▶ _Work order_: Extract, unchanged, each line of the listing below from its first line through the line that contains "use crate::tuner::TunerOptions;", inclusive, and nothing else.

▶ _Data for processing_:

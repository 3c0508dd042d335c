use std::path::PathBuf;

use clap::{Args, Parser, Subcommand};

use crate::error::{Result, TunerError};
use crate::explore::constants::DEFAULT_MAX_SETUP_ATTEMPTS;
use crate::state::{load_options, load_solutions};
use crate::tuner::TunerOptions;

/// autotune: explore the choice space of a black-box pipeline.
#[derive(Parser, Debug)]
#[command(name = "autotune")]
#[command(author, version, about, long_about = None)]
pub struct Cli {
    #[command(subcommand)]
    pub command: Command,

    /// Log level when RUST_LOG is not set.
    #[arg(long, global = true, default_value = "info")]
    pub log_level: String,
}

#[derive(Subcommand, Debug)]
pub enum Command {
    /// Run an autotuning / design-space exploration session.
    Autotune(TuneArgs),

    /// Evaluate a pipeline once (a single-iteration autotune).
    Run(TuneArgs),

    /// Re-filter recorded points down to the frontier without evaluating.
    Filter(TuneArgs),

    /// Prepare a pipeline until it is ready and save its description.
    Setup(SetupArgs),
}

#[derive(Args, Debug, Clone, Default)]
pub struct TuneArgs {
    /// External pipeline program, run as `<cmd> prepare|evaluate`.
    #[arg(long)]
    pub pipeline_cmd: Option<String>,

    /// Name the pipeline module is registered under.
    #[arg(long, default_value = "pipeline")]
    pub module_name: String,

    /// JSON file with tuning options; flags override it.
    #[arg(long)]
    pub config: Option<PathBuf>,

    /// Prepared pipeline description to start from.
    #[arg(long)]
    pub pipeline_file: Option<PathBuf>,

    /// Solutions to replay before exploring.
    #[arg(long)]
    pub solutions: Option<PathBuf>,

    /// Replay only the reference point of each solution.
    #[arg(long)]
    pub ref_solution: bool,

    /// Experiment store (JSON) used for recording.
    #[arg(long)]
    pub store: Option<PathBuf>,

    /// Write the frontier points as CSV.
    #[arg(long)]
    pub csv: Option<PathBuf>,

    /// Write the per-iteration trace as CSV.
    #[arg(long)]
    pub trace_csv: Option<PathBuf>,

    /// Save the full run report as JSON.
    #[arg(long)]
    pub save_to_file: Option<PathBuf>,

    /// Iterations to run (-1 for unbounded).
    #[arg(long, allow_negative_numbers = true)]
    pub iterations: Option<i64>,

    /// Statistical repetitions per iteration.
    #[arg(long)]
    pub repetitions: Option<i64>,

    /// First iteration (1-based) that is evaluated.
    #[arg(long)]
    pub start_from: Option<i64>,

    /// Random seed for reproducible exploration.
    #[arg(long)]
    pub seed: Option<u64>,

    /// Exploration strategy (random, parallel-random, loop, parallel-loop).
    #[arg(long)]
    pub explore: Option<String>,

    /// Iterations dispatched together by parallel strategies.
    #[arg(long)]
    pub parallel_batch: Option<usize>,

    /// Dimension group, comma-separated; repeat for more groups.
    #[arg(long = "choices-order")]
    pub choices_order: Vec<String>,

    /// Record every iteration into the store.
    #[arg(long)]
    pub record: bool,

    /// Record failed iterations too.
    #[arg(long)]
    pub record_failed: bool,

    /// Record failed iterations only.
    #[arg(long)]
    pub record_only_failed: bool,

    /// Frontier key (lower is better unless reversed); repeatable.
    #[arg(long = "frontier-key")]
    pub frontier_keys: Vec<String>,

    /// Frontier key where higher is better; repeatable.
    #[arg(long = "frontier-reverse")]
    pub frontier_reverse: Vec<String>,

    /// Improvement margin as KEY=VALUE; repeatable.
    #[arg(long = "frontier-margin")]
    pub frontier_margins: Vec<String>,

    /// Experiment tags, comma-separated.
    #[arg(long, value_delimiter = ',')]
    pub tags: Vec<String>,

    /// Seconds to wait before each evaluation.
    #[arg(long)]
    pub sleep: Option<f64>,

    /// Stop for confirmation after a failed iteration.
    #[arg(long)]
    pub pause_if_fail: bool,

    /// Collect failed iterations in the report.
    #[arg(long)]
    pub aggregate_failed_cases: bool,
}

#[derive(Args, Debug, Clone)]
pub struct SetupArgs {
    /// External pipeline program, run as `<cmd> prepare`.
    #[arg(long)]
    pub pipeline_cmd: String,

    #[arg(long, default_value = "pipeline")]
    pub module_name: String,

    /// Where to save the prepared description.
    #[arg(long, default_value = "pipeline.json")]
    pub output: PathBuf,

    /// Prepare attempts before giving up.
    #[arg(long, default_value_t = DEFAULT_MAX_SETUP_ATTEMPTS)]
    pub max_attempts: usize,

    /// Overwrite an existing output file.
    #[arg(long)]
    pub force: bool,
}

impl TuneArgs {
    /// Options from `--config` (if any) with the flags applied on top.
    pub fn to_options(&self) -> Result<TunerOptions> {
        let mut options = match &self.config {
            Some(path) => load_options(path)?,
            None => TunerOptions::default(),
        };
        self.apply(&mut options)?;
        Ok(options)
    }

    pub fn apply(&self, options: &mut TunerOptions) -> Result<()> {
        if self.pipeline_cmd.is_some() {
            options.module = Some(self.module_name.clone());
        }
        if let Some(path) = &self.pipeline_file {
            options.pipeline_from_file = Some(path.clone());
        }
        if let Some(path) = &self.solutions {
            options.solutions = load_solutions(path)?;
        }
        options.ref_solution |= self.ref_solution;
        if let Some(path) = &self.save_to_file {
            options.save_to_file = Some(path.clone());
        }

        if self.iterations.is_some() {
            options.iterations = self.iterations;
        }
        if self.repetitions.is_some() {
            options.repetitions = self.repetitions;
        }
        if self.start_from.is_some() {
            options.start_from_iteration = self.start_from;
        }
        if self.seed.is_some() {
            options.seed = self.seed;
        }
        if let Some(explore) = &self.explore {
            options.explore_type = Some(explore.clone());
        }
        if self.parallel_batch.is_some() {
            options.parallel_batch = self.parallel_batch;
        }
        if !self.choices_order.is_empty() {
            options.choices_order = self
                .choices_order
                .iter()
                .map(|group| {
                    group
                        .split(',')
                        .map(str::trim)
                        .filter(|s| !s.is_empty())
                        .map(str::to_string)
                        .collect()
                })
                .collect();
        }

        options.record |= self.record;
        options.record_failed |= self.record_failed;
        options.record_only_failed |= self.record_only_failed;

        self.apply_frontier(options)?;

        if !self.tags.is_empty() {
            options.tags = self.tags.clone();
        }
        if self.sleep.is_some() {
            options.sleep = self.sleep;
        }
        options.pause_if_fail |= self.pause_if_fail;
        options.aggregate_failed_cases |= self.aggregate_failed_cases;
        Ok(())
    }

    fn apply_frontier(&self, options: &mut TunerOptions) -> Result<()> {
        if self.frontier_keys.is_empty() && self.frontier_reverse.is_empty() {
            if !self.frontier_margins.is_empty() {
                return Err(TunerError::InvalidInput(
                    "--frontier-margin needs a --frontier-key or --frontier-reverse".into(),
                ));
            }
            return Ok(());
        }

        let mut margins = Vec::new();
        for entry in &self.frontier_margins {
            let (key, value) = entry.split_once('=').ok_or_else(|| {
                TunerError::InvalidInput(format!("margin '{}' is not KEY=VALUE", entry))
            })?;
            let value: f64 = value.trim().parse().map_err(|_| {
                TunerError::InvalidInput(format!("margin '{}' has a non-numeric value", entry))
            })?;
            margins.push((key.trim().to_string(), value));
        }

        let keys: Vec<(String, bool)> = self
            .frontier_keys
            .iter()
            .map(|k| (k.clone(), false))
            .chain(self.frontier_reverse.iter().map(|k| (k.clone(), true)))
            .collect();

        if let Some((unknown, _)) = margins
            .iter()
            .find(|(m, _)| !keys.iter().any(|(k, _)| k == m))
        {
            return Err(TunerError::InvalidInput(format!(
                "margin given for '{}', which is not a frontier key",
                unknown
            )));
        }

        options.frontier_keys = keys.iter().map(|(k, _)| k.clone()).collect();
        options.frontier_keys_reverse = keys.iter().map(|(_, r)| *r).collect();
        options.frontier_margins = keys
            .iter()
            .map(|(k, _)| margins.iter().find(|(m, _)| m == k).map(|(_, v)| *v))
            .collect();
        Ok(())
    }
}

#[cfg(test)]
mod tests {
    use super::*;

    fn parse(args: &[&str]) -> Cli {
        Cli::try_parse_from(args).unwrap()
    }

    #[test]
    fn test_autotune_flags_map_to_options() {
        let cli = parse(&[
            "autotune",
            "autotune",
            "--pipeline-cmd",
            "./bench",
            "--iterations",
            "-1",
            "--explore",
            "loop",
            "--choices-order",
            "##flags#O, ##flags#unroll",
            "--choices-order",
            "##param#*",
            "--frontier-key",
            "##characteristics#time#min",
            "--frontier-reverse",
            "##characteristics#throughput#max",
            "--frontier-margin",
            "##characteristics#time#min=1.05",
        ]);
        let Command::Autotune(args) = cli.command else {
            panic!("expected autotune");
        };

        let options = args.to_options().unwrap();
        assert_eq!(options.module.as_deref(), Some("pipeline"));
        assert_eq!(options.iterations, Some(-1));
        assert_eq!(options.explore_type.as_deref(), Some("loop"));
        assert_eq!(
            options.choices_order,
            vec![
                vec!["##flags#O".to_string(), "##flags#unroll".to_string()],
                vec!["##param#*".to_string()],
            ]
        );
        assert_eq!(options.frontier_keys_reverse, vec![false, true]);
        assert_eq!(options.frontier_margins, vec![Some(1.05), None]);
    }

    #[test]
    fn test_margin_for_unknown_key_is_rejected() {
        let cli = parse(&[
            "autotune",
            "filter",
            "--frontier-key",
            "a",
            "--frontier-margin",
            "b=1.1",
        ]);
        let Command::Filter(args) = cli.command else {
            panic!("expected filter");
        };
        assert!(matches!(
            args.to_options().unwrap_err(),
            TunerError::InvalidInput(_)
        ));
    }

    #[test]
    fn test_setup_defaults() {
        let cli = parse(&["autotune", "setup", "--pipeline-cmd", "./bench"]);
        let Command::Setup(args) = cli.command else {
            panic!("expected setup");
        };
        assert_eq!(args.max_attempts, DEFAULT_MAX_SETUP_ATTEMPTS);
        assert_eq!(args.output, PathBuf::from("pipeline.json"));
        assert_eq!(cli.log_level, "info");
    }
}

▶ _Solution to the exercise_:
repository 3c0508dd042d335c
use std::path::PathBuf;

use clap::{Args, Parser, Subcommand};

use crate::error::{Result, TunerError};
use crate::explore::constants::DEFAULT_MAX_SETUP_ATTEMPTS;
use crate::state::{load_options, load_solutions};
use crate::tuner::TunerOptions;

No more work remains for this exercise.